I had some great source for this info in our college search for DD,
but have no idea where I got it… and would like it for building a comparison table for (very different) DS…
so for example i knew that Pomona was 31.5% STEM, 38.7% Soc Sci; 18 % arts/hum,
and could contrast with Wesleyan 17.1% STEM, 52.5% Soc Sci; 26.9 % arts/Hum.
(in an old table that i’d like to refresh and add schools to)
Common Data Sets, at the very end in section J entitled Disciplinary Areas of Degrees Conferred, shows a breakdown but you’d have to do work yourself on grouping it into STEM, Social Science, and Humanities groupings. http://www.wesleyan.edu/ir/data-sets/cds2015-16.pdf
The US Government has a site called[College Navigator](http://nces.ed.gov/collegenavigator/) that allows you to search by college to find out information about enrollment, admissions, and most importantly, how many people graduate with individual majors. For instance, my school, the University of Oklahoma graduated [15 geology majors from 2014-2015](College Navigator - University of Oklahoma-Norman Campus).
I think the College Navigator pulls data from the Common Data Set. You can find the CDS for most schools by Googling the school name & Common Data Set.
I know that a couple years ago I had some source that just provided a fast easy summary for any given school. Well, guess I’ll have to crunch the numbers.
I do love the mountains of data at the NCES site, very interesting data to poke around in.
That college navigator site is a godsend. We found it hugely helpful in trying to identify LACs that were particularly strong in a couple of disciplines my son is interested in that don’t tend to attract lots of majors at schools of that type: music and computer science. Number of majors is obviously only one way to measure the strength of a department, but you can be pretty confident a school with 20 CS majors has a much more active department than one with 5.

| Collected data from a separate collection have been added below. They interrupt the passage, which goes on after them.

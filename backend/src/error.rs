//! Error types for the weatherstat pipeline.
//!
//! One error type per layer:
//!
//! - [`ValidationError`] - raw CSV rejected before it becomes a dataset
//! - [`AnalysisError`] - unexpected computation failure in the analyzer
//! - [`PipelineError`] - parse + validate + analyze orchestration
//! - [`ServerError`] - HTTP layer
//!
//! Error conversion is automatic via `From` implementations,
//! allowing `?` to work across error boundaries.

use serde::Serialize;
use thiserror::Error;

/// Required column holding the observation date.
pub const DATE_COLUMN: &str = "Date";
/// Required column holding the daily temperature.
pub const TEMPERATURE_COLUMN: &str = "Temperature";
/// Required column holding the daily rainfall.
pub const RAINFALL_COLUMN: &str = "Rainfall";

// =============================================================================
// Validation Errors
// =============================================================================

/// Reasons a raw table is rejected by the validator.
///
/// Variants are listed in the order the checks run; the first failing check
/// wins.
#[derive(Debug, Clone, Error, PartialEq)]
pub enum ValidationError {
    /// Content could not be read as delimited text with a header row.
    #[error("Unable to parse: malformed or empty content ({0})")]
    Parse(String),

    /// One or more required columns are absent.
    #[error("Missing required columns: {}", .0.join(", "))]
    MissingColumns(Vec<String>),

    /// Header present but no data rows.
    #[error("CSV file is empty: no data rows after the header")]
    EmptyData,

    /// A date cell did not match any accepted date format.
    #[error(
        "Invalid date format in '{column}' column at line {line} (value '{value}'). \
         Use format like YYYY-MM-DD"
    )]
    InvalidDate {
        column: String,
        line: usize,
        value: String,
    },

    /// A numeric cell was not a finite real number.
    #[error("'{column}' column must contain numeric values (line {line}, value '{value}')")]
    InvalidNumeric {
        column: String,
        line: usize,
        value: String,
    },
}

/// Stable, serializable name of a [`ValidationError`] variant.
#[derive(Debug, Clone, Copy, PartialEq, Eq, Serialize)]
pub enum ValidationErrorKind {
    ParseError,
    MissingColumnsError,
    EmptyDataError,
    InvalidDateError,
    InvalidNumericError,
}

impl ValidationError {
    pub fn kind(&self) -> ValidationErrorKind {
        match self {
            Self::Parse(_) => ValidationErrorKind::ParseError,
            Self::MissingColumns(_) => ValidationErrorKind::MissingColumnsError,
            Self::EmptyData => ValidationErrorKind::EmptyDataError,
            Self::InvalidDate { .. } => ValidationErrorKind::InvalidDateError,
            Self::InvalidNumeric { .. } => ValidationErrorKind::InvalidNumericError,
        }
    }

    /// Columns the error refers to, empty when the failure is not column specific.
    pub fn columns(&self) -> Vec<String> {
        match self {
            Self::MissingColumns(columns) => columns.clone(),
            Self::InvalidDate { column, .. } | Self::InvalidNumeric { column, .. } => {
                vec![column.clone()]
            }
            Self::Parse(_) | Self::EmptyData => Vec::new(),
        }
    }
}

// =============================================================================
// Analysis Errors
// =============================================================================

/// Unexpected failure while computing statistics on a validated dataset.
#[derive(Debug, Clone, Error, PartialEq)]
#[error("Analysis failed: {message}")]
pub struct AnalysisError {
    pub message: String,
}

impl AnalysisError {
    pub fn new(message: impl Into<String>) -> Self {
        Self {
            message: message.into(),
        }
    }
}

// =============================================================================
// Pipeline Errors (top-level)
// =============================================================================

/// Top-level pipeline orchestration errors.
///
/// This is the error type returned by [`crate::analysis::pipeline::analyze_file`]
/// and friends.
#[derive(Debug, Error)]
pub enum PipelineError {
    /// Input rejected by the validator.
    #[error("Invalid CSV data: {0}")]
    Validation(#[from] ValidationError),

    /// Analyzer failure.
    #[error("Error analyzing data: {0}")]
    Analysis(#[from] AnalysisError),

    /// Failed to read the input file.
    #[error("Failed to read file: {0}")]
    Io(#[from] std::io::Error),
}

// =============================================================================
// Server Errors
// =============================================================================

/// HTTP server errors.
#[derive(Debug, Error)]
pub enum ServerError {
    /// Pipeline error.
    #[error("{0}")]
    Pipeline(#[from] PipelineError),

    /// Invalid request.
    #[error("Invalid request: {0}")]
    BadRequest(String),

    /// Server internal error.
    #[error("Internal server error: {0}")]
    Internal(String),
}

impl ServerError {
    /// HTTP status code for this error.
    pub fn status_code(&self) -> u16 {
        match self {
            Self::Pipeline(PipelineError::Validation(_)) => 422,
            Self::BadRequest(_) => 400,
            Self::Pipeline(_) | Self::Internal(_) => 500,
        }
    }
}

// =============================================================================
// Result Type Aliases
// =============================================================================

/// Result type for validation.
pub type ValidationResult<T> = Result<T, ValidationError>;

/// Result type for pipeline operations.
pub type PipelineResult<T> = Result<T, PipelineError>;

/// Result type for server operations.
pub type ServerResult<T> = Result<T, ServerError>;

#[cfg(test)]
mod tests {
    use super::*;

    #[test]
    fn test_error_conversion_chain() {
        // ValidationError -> PipelineError
        let pipeline_err: PipelineError = ValidationError::EmptyData.into();
        assert!(pipeline_err.to_string().contains("empty"));

        // AnalysisError -> PipelineError
        let pipeline_err: PipelineError = AnalysisError::new("mean is not finite").into();
        assert!(pipeline_err.to_string().contains("mean is not finite"));
    }

    #[test]
    fn test_missing_columns_lists_every_column() {
        let err = ValidationError::MissingColumns(vec!["Date".into(), "Rainfall".into()]);
        assert_eq!(err.to_string(), "Missing required columns: Date, Rainfall");
        assert_eq!(err.columns(), vec!["Date", "Rainfall"]);
        assert_eq!(err.kind(), ValidationErrorKind::MissingColumnsError);
    }

    #[test]
    fn test_invalid_numeric_format() {
        let err = ValidationError::InvalidNumeric {
            column: TEMPERATURE_COLUMN.into(),
            line: 3,
            value: "abc".into(),
        };
        let msg = err.to_string();
        assert!(msg.contains("'Temperature'"));
        assert!(msg.contains("abc"));
        assert_eq!(err.columns(), vec!["Temperature"]);
    }

    #[test]
    fn test_status_codes() {
        let err = ServerError::from(PipelineError::from(ValidationError::EmptyData));
        assert_eq!(err.status_code(), 422);
        assert_eq!(ServerError::BadRequest("no file".into()).status_code(), 400);
        let err = ServerError::from(PipelineError::from(AnalysisError::new("boom")));
        assert_eq!(err.status_code(), 500);
    }

    #[test]
    fn test_kind_serializes_as_name() {
        let json = serde_json::to_string(&ValidationErrorKind::InvalidDateError).unwrap();
        assert_eq!(json, "\"InvalidDateError\"");
    }
}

I’ve been posting data I’ve been crunching on the sciences (hard and soft) from NSF on # graduate students coming from different institutions. It’s not exactly what you want but might give you some ideas of institutions to explore and definitely will give an idea of strength and size of departments. Scroll through the thread as I’ve posted two different data crunches: one on awardees of NSF Grad Fellowships (that has the soft sciences) and another on PhDs awarded (that only has hard sciences). My posts have the links to the data sources, but I downloaded and did a lot of crunching on the raw data.